The Web began to change that as soon as it became popular. Instead of relying on a paper’s database analysis alone, readers could actually search the data themselves. Organizations like the Center for Public Integrity (where I used to work) have made data a central part of their offerings; the Center’s telecom project puts its Media Tracker database front and center. Some newspapers have begun collecting their databases in a single location; the Louisville Courier-Journal is one example of this.

On the other hand, too many papers (my own included) take the printed paper’s restrictions and apply them to the Web. For example, the Fort Worth Star-Telegram’s site has what it calls a “Databank” of building permits and other municipal records. It’s a long list, not searchable, not related to anything. Other than the fact that we print this stuff in the paper, there’s no reason for doing this online. It’s as if we, as an industry, simply seek to do the same thing regardless of platform.

It shouldn’t be this way. The Web is the canvas for CAR, better than any other platform we’ve come up with as an industry. It has every advantage that should be available to the CAR practitioners, including unlimited depth, the ability to customize or personalize and the luxury of designing a database so that it will truly be useful to readers. Some papers get this, or are beginning to realize it. Think of USA Today, where that paper’s sports salaries databases not only produce stories for the paper but also help cement its reputation as a premier destination for national sports information. When bloggers and other publishers start using your site as the “standard” for that topic or piece of information, that increases your influence and reach. Go ahead: search Google for “baseball salaries”. What’s the first result?

That’s the sort of reach that we’ve been trying to achieve with the Congressional Votes Database at (and indeed, if you search for “congressional votes,” that’s usually the top result). CEO Rich Skrenta writes about “appropriate discoverability” on the Web, saying that while newspapers produce restaurant reviews and movie reviews, almost none of those are easy to find on the Web. That’s because we’re not, as an industry, taking advantage of the opportunity to collect them in a database and index them properly.

But there are so many Web uses for CAR – not just for things like movie reviews, but for investigations and other “hard news” stories. Tracking the activities of government is something that many papers do better than most others (save lobbyists), but most of that expertise is trapped within a few reporters and editors. There might be a dozen stories in a huge government database, but usually papers have time and room for finding and reporting only a few. Opening up access to those datasets for our readers would provide them (and us) with the ability to answer the follow-up questions prompted by an investigative report. It could open new avenues of inquiry and connect us to new ideas.

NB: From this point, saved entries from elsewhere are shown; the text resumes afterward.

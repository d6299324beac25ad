use std::fs::{self, OpenOptions};
use std::io::{self, BufWriter, Write};
use std::path::Path;
use std::time::{Duration, Instant as HostInstant};

use watchdog_core::activity::ActivityInterrupt;
use watchdog_core::lines::{ALL_LINES, LineAction, LineDriver, LineId, line_by_id};
use watchdog_core::protocol::{Command, Reply};
use watchdog_core::repl::grammar::{self, ReplLine};
use watchdog_core::repl::status::{LineSample, StatusFormatter, StatusSnapshot};
use watchdog_core::settings::MemoryStore;
use watchdog_core::supervisor::{EventSink, SupervisorEvent};
use watchdog_core::telemetry::{EventId, TelemetryEvent, TelemetryRecorder};
use watchdog_core::time::TickSource;
use watchdog_core::{Rejection, Watchdog};

pub const DEFAULT_TRANSCRIPT_PATH: &str = "target/emulator-transcript.log";

/// Telemetry entries kept between two narrations.
const NARRATION_CAPACITY: usize = 256;

pub const HELP_TOPICS: &[(&str, &str)] = &[
    (
        "start",
        "start | stop | ping              - control the reset supervisor",
    ),
    (
        "set",
        "set response|reboot|soft|hard <code> - configure supervisor timing",
    ),
    (
        "hard-reset",
        "hard-reset on|off | link on|off | events on|off - supervisor options",
    ),
    (
        "reset",
        "reset soft|power|hard           - pulse the host lines directly",
    ),
    (
        "drive",
        "drive start|stop|pause|resume|status | drive timeout|attempts <code>",
    ),
    (
        "led",
        "led off|glow|blink-fast|blink-mid|blink-slow|enable|disable",
    ),
    (
        "settings",
        "save | load                     - persist or restore the configuration",
    ),
    (
        "status",
        "status                          - display supervisor, drive and line state",
    ),
    (
        "advance",
        "advance <n>[ms|s]               - run the simulated clock forward",
    ),
    (
        "activity",
        "activity                        - simulate one drive activity edge",
    ),
    (
        "help",
        "help [topic]                    - show help for a command",
    ),
];

type HostWatchdog = Watchdog<HostLines, HostClock, HostActivity, SessionLog>;

pub struct Session {
    watchdog: HostWatchdog,
    store: MemoryStore,
    transcript: Option<TranscriptLogger>,
    started_at: HostInstant,
    next_unseen: EventId,
}

impl Session {
    /// Session without a transcript file.
    pub fn new() -> Self {
        Self {
            watchdog: Watchdog::new(
                HostLines::default(),
                HostClock::default(),
                HostActivity::default(),
                SessionLog::new(),
            ),
            store: MemoryStore::new(),
            transcript: None,
            started_at: HostInstant::now(),
            next_unseen: 0,
        }
    }

    pub fn with_transcript(path: &Path) -> io::Result<Self> {
        let mut session = Self::new();
        session.transcript = Some(TranscriptLogger::new(path)?);
        Ok(session)
    }

    pub fn handle_command(&mut self, line: &str) -> io::Result<Vec<String>> {
        let trimmed = line.trim();
        if trimmed.is_empty() {
            return Ok(Vec::new());
        }

        let elapsed = self.started_at.elapsed();
        self.record(elapsed, TranscriptRole::Host, &[trimmed.to_string()])?;

        let lines = match grammar::parse(trimmed) {
            Ok(ReplLine::Help(topic)) => help_lines(topic),
            Ok(ReplLine::Advance(millis)) => self.advance(millis),
            Ok(ReplLine::Activity) => self.activity(),
            Ok(ReplLine::Command(command)) => self.execute(command),
            Err(err) => vec![format!("ERR syntax {err}")],
        };

        self.record(elapsed, TranscriptRole::Emulator, &lines)?;
        Ok(lines)
    }

    /// Simulated milliseconds since the session started.
    pub fn now_ms(&self) -> u32 {
        self.watchdog.events().now_ms
    }

    fn advance(&mut self, millis: u32) -> Vec<String> {
        for _ in 0..millis {
            let log = self.watchdog.events_mut();
            log.now_ms = log.now_ms.wrapping_add(1);
            self.watchdog.tick();
            self.collect_transitions();
        }

        let mut lines = self.narrate();
        lines.push(format!(
            "OK advanced {} now={}",
            format_millis(millis),
            format_millis(self.now_ms())
        ));
        lines
    }

    fn activity(&mut self) -> Vec<String> {
        let delivered = self.watchdog.activity().is_enabled();
        self.watchdog.activity_pulse();
        self.collect_transitions();

        let mut lines = self.narrate();
        lines.push(if delivered {
            "OK activity delivered".to_string()
        } else {
            "OK activity ignored (line masked)".to_string()
        });
        lines
    }

    fn execute(&mut self, command: Command) -> Vec<String> {
        let result = self.watchdog.execute(command, &mut self.store);
        self.collect_transitions();

        let mut lines = self.narrate();
        match result {
            Ok(Reply::Ack(ack)) => lines.push(format!("OK {ack} code=0x{:02X}", ack.code())),
            Ok(Reply::Status(word)) => {
                lines.push(format!("OK status 0x{:08X}", word.raw()));
                lines.extend(self.status_lines());
            }
            Ok(Reply::DriveStatus(status)) => {
                lines.push(format!("OK drive-status 0x{status:04X}"));
            }
            Err(rejection) => lines.push(describe_rejection(rejection)),
        }
        lines
    }

    fn status_lines(&self) -> Vec<String> {
        let snapshot = StatusSnapshot::capture(&self.watchdog, self.watchdog.lines().samples());
        let formatter = StatusFormatter::new(&snapshot);
        let mut lines = vec![String::from("  "); 5];

        // Writing into a String cannot fail.
        let _ = formatter.write_word_line(&mut lines[0]);
        let _ = formatter.write_supervisor_line(&mut lines[1]);
        let _ = formatter.write_drive_line(&mut lines[2]);
        let _ = formatter.write_indicator_line(&mut lines[3]);
        let _ = formatter.write_lines_line(&mut lines[4]);
        lines
    }

    /// Moves line transitions produced by the last operation into the log.
    fn collect_transitions(&mut self) {
        let pending = std::mem::take(&mut self.watchdog.lines_mut().pending);
        let log = self.watchdog.events_mut();
        for (line, action) in pending {
            log.recorder.record_line_transition(line, action, log.now_ms);
        }
    }

    /// Renders telemetry recorded since the previous narration.
    fn narrate(&mut self) -> Vec<String> {
        let recorder = &self.watchdog.events().recorder;
        let mut lines = Vec::new();
        let mut next_unseen = self.next_unseen;

        for record in recorder.oldest_first() {
            if record.id < self.next_unseen {
                continue;
            }
            if record.id > next_unseen {
                lines.push(format!("  ... {} earlier records dropped", record.id - next_unseen));
            }
            next_unseen = record.id.wrapping_add(1);

            let mut line = format!("  {} {}", format_millis(record.at_ms), describe_event(record.event));
            if let Some(since) = record.since_previous_ms {
                line.push_str(&format!(" (+{} since previous)", format_millis_plain(since)));
            }
            lines.push(line);
        }

        self.next_unseen = next_unseen;
        lines
    }

    fn record(&mut self, elapsed: Duration, role: TranscriptRole, lines: &[String]) -> io::Result<()> {
        if let Some(transcript) = self.transcript.as_mut() {
            for line in lines {
                transcript.append_line(elapsed, &role, line)?;
            }
        }
        Ok(())
    }
}

impl Default for Session {
    fn default() -> Self {
        Self::new()
    }
}

/// Simulated open-drain outputs.
#[derive(Debug, Default)]
struct HostLines {
    asserted: [bool; 3],
    pending: Vec<(LineId, LineAction)>,
}

impl HostLines {
    fn samples(&self) -> [LineSample; 3] {
        ALL_LINES.map(|info| LineSample::new(info.id, self.asserted[info.id.as_index()]))
    }
}

impl LineDriver for HostLines {
    fn apply(&mut self, line: LineId, action: LineAction) {
        let asserted = action == LineAction::AssertLow;
        let slot = &mut self.asserted[line.as_index()];
        if *slot == asserted {
            return;
        }
        *slot = asserted;
        // LED blinking would drown the narration; its level shows in `status`.
        if line != LineId::Led {
            self.pending.push((line, action));
        }
    }
}

#[derive(Debug, Default)]
struct HostClock {
    running: bool,
}

impl TickSource for HostClock {
    fn start(&mut self) {
        self.running = true;
    }

    fn stop(&mut self) {
        self.running = false;
    }
}

#[derive(Debug, Default)]
struct HostActivity {
    unmasked: bool,
}

impl ActivityInterrupt for HostActivity {
    fn enable(&mut self) {
        self.unmasked = true;
    }

    fn disable(&mut self) {
        self.unmasked = false;
    }
}

/// Event sink stamping everything with the simulated session clock, which
/// keeps running while the engine's own tick source is stopped.
struct SessionLog {
    recorder: TelemetryRecorder<NARRATION_CAPACITY>,
    now_ms: u32,
}

impl SessionLog {
    const fn new() -> Self {
        Self {
            recorder: TelemetryRecorder::new(),
            now_ms: 0,
        }
    }
}

impl EventSink for SessionLog {
    fn emit(&mut self, event: SupervisorEvent, _uptime_ms: u32) {
        self.recorder.record_supervisor_event(event, self.now_ms);
    }
}

struct TranscriptLogger {
    writer: BufWriter<std::fs::File>,
}

impl TranscriptLogger {
    fn new(path: &Path) -> io::Result<Self> {
        if let Some(parent) = path.parent() {
            fs::create_dir_all(parent)?;
        }

        let file = OpenOptions::new()
            .create(true)
            .write(true)
            .truncate(true)
            .open(path)?;

        let mut logger = Self {
            writer: BufWriter::new(file),
        };

        logger.write_header()?;
        Ok(logger)
    }

    fn write_header(&mut self) -> io::Result<()> {
        writeln!(self.writer, "# Host Watchdog Emulator transcript")?;
        writeln!(
            self.writer,
            "# Timestamps are milliseconds since session start"
        )?;
        writeln!(self.writer)?;
        self.writer.flush()
    }

    fn append_line(
        &mut self,
        elapsed: Duration,
        role: &TranscriptRole,
        line: &str,
    ) -> io::Result<()> {
        writeln!(
            self.writer,
            "[+{:>6} ms] {} {}",
            elapsed.as_millis(),
            role.prefix(),
            line
        )?;
        self.writer.flush()
    }
}

enum TranscriptRole {
    Host,
    Emulator,
}

impl TranscriptRole {
    fn prefix(&self) -> &'static str {
        match self {
            TranscriptRole::Host => "HOST>",
            TranscriptRole::Emulator => "EMU <",
        }
    }
}

fn help_lines(topic: Option<&str>) -> Vec<String> {
    let mut lines = Vec::new();
    match topic {
        Some(target) => {
            if let Some((_, detail)) = HELP_TOPICS
                .iter()
                .find(|(name, _)| name.eq_ignore_ascii_case(target))
            {
                lines.push((*detail).to_string());
            } else {
                lines.push(format!("No help available for `{target}`."));
                lines.push(format!("Available topics: {}", help_topic_list()));
            }
        }
        None => {
            lines.push("Available commands:".to_string());
            for (_, detail) in HELP_TOPICS {
                lines.push(format!("  {detail}"));
            }
            lines.push("Type `help <topic>` for a specific command.".to_string());
        }
    }
    lines
}

fn help_topic_list() -> String {
    HELP_TOPICS
        .iter()
        .map(|(name, _)| *name)
        .collect::<Vec<_>>()
        .join(", ")
}

fn describe_rejection(rejection: Rejection) -> String {
    format!("ERR {rejection} code=0x{:02X}", rejection.code())
}

fn describe_event(event: TelemetryEvent) -> String {
    match event {
        TelemetryEvent::LineAsserted(line) => {
            format!("{} {}", line_by_id(line).name, LineAction::AssertLow.label())
        }
        TelemetryEvent::LineReleased(line) => {
            format!("{} {}", line_by_id(line).name, LineAction::Release.label())
        }
        TelemetryEvent::Supervisor(event) => {
            format!("event {} (0x{:02X})", event.label(), event.code())
        }
        TelemetryEvent::Custom(code) => format!("custom 0x{code:04X}"),
    }
}

fn format_millis(millis: u32) -> String {
    format!("+{}", format_millis_plain(millis))
}

fn format_millis_plain(millis: u32) -> String {
    if millis < 1_000 {
        format!("{millis}ms")
    } else {
        format!("{:.3}s", f64::from(millis) / 1_000.0)
    }
}

#[cfg(test)]
mod tests {
    use super::*;

    fn run(session: &mut Session, line: &str) -> Vec<String> {
        session.handle_command(line).unwrap()
    }

    #[test]
    fn status_reports_default_word() {
        let mut session = Session::new();
        let lines = run(&mut session, "status");
        assert_eq!(lines[0], "OK status 0x0048441C");
        assert!(lines[1].starts_with("  status word=0x0048441C drive=0x020B"));
        assert_eq!(lines.len(), 6);
    }

    #[test]
    fn advance_narrates_first_reset() {
        let mut session = Session::new();
        run(&mut session, "set response 0");
        run(&mut session, "start");

        let lines = run(&mut session, "advance 6s");
        assert_eq!(lines[0], "  +5.000s RESET* assert-low");
        assert_eq!(lines[1], "  +5.200s RESET* release (+200ms since previous)");
        assert_eq!(lines.last().unwrap(), "OK advanced +6.000s now=+6.000s");
    }

    #[test]
    fn events_are_narrated_when_enabled() {
        let mut session = Session::new();
        run(&mut session, "events on");
        run(&mut session, "set response 0");
        run(&mut session, "start");

        let lines = run(&mut session, "advance 5s");
        assert!(lines.iter().any(|line| line.contains("event first-reset")));
        assert!(lines.iter().any(|line| line.contains("event heartbeat")));
    }

    #[test]
    fn busy_configuration_reports_rejection() {
        let mut session = Session::new();
        run(&mut session, "start");
        let lines = run(&mut session, "hard-reset on");
        assert_eq!(lines, ["ERR busy code=0xE0"]);
    }

    #[test]
    fn activity_is_ignored_until_monitoring() {
        let mut session = Session::new();
        assert_eq!(run(&mut session, "activity"), ["OK activity ignored (line masked)"]);

        run(&mut session, "drive start");
        assert_eq!(run(&mut session, "activity"), ["OK activity delivered"]);
    }

    #[test]
    fn syntax_errors_are_reported() {
        let mut session = Session::new();
        let lines = run(&mut session, "reset sideways");
        assert!(lines[0].starts_with("ERR syntax"));
    }

    #[test]
    fn help_lists_topics() {
        let lines = help_lines(Some("nope"));
        assert_eq!(lines[0], "No help available for `nope`.");
        assert!(lines[1].contains("drive"));
        assert_eq!(help_lines(Some("LED")).len(), 1);
    }
}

The Web is the most natural home that CAR probably ever will have, and it’s certainly a better platform than print. While there’s much to be said for the ability to distill loads of information and data into a digestible story, why would we leave it at just that when we could keep readers coming back to our sites or staying there for longer periods of time? On many levels – economically, culturally – journalists have had a tough time adjusting to the Web. Some of those difficulties are natural and must still be worked out, and news Web operations themselves haven’t helped by not embracing CAR as they should be. Yet I can think of few other areas in which Web sites get more for less than with those people who know how to use databases. A great deal of Web data runs on open-source applications that cost less and, when properly automated, require less time and effort to maintain than a collection of text that needs to be copy-and-pasted into a CMS.

The question of how database content is presented on the Web is still one that has no single answer and remains a work in progress. But the more that we get the CAR people and the Web people together – indeed, the more that the CAR people and the Web people are the same people – the better we’ll get at both making data more accessible and less separate from other Web content. And CAR will finally get the home it deserves.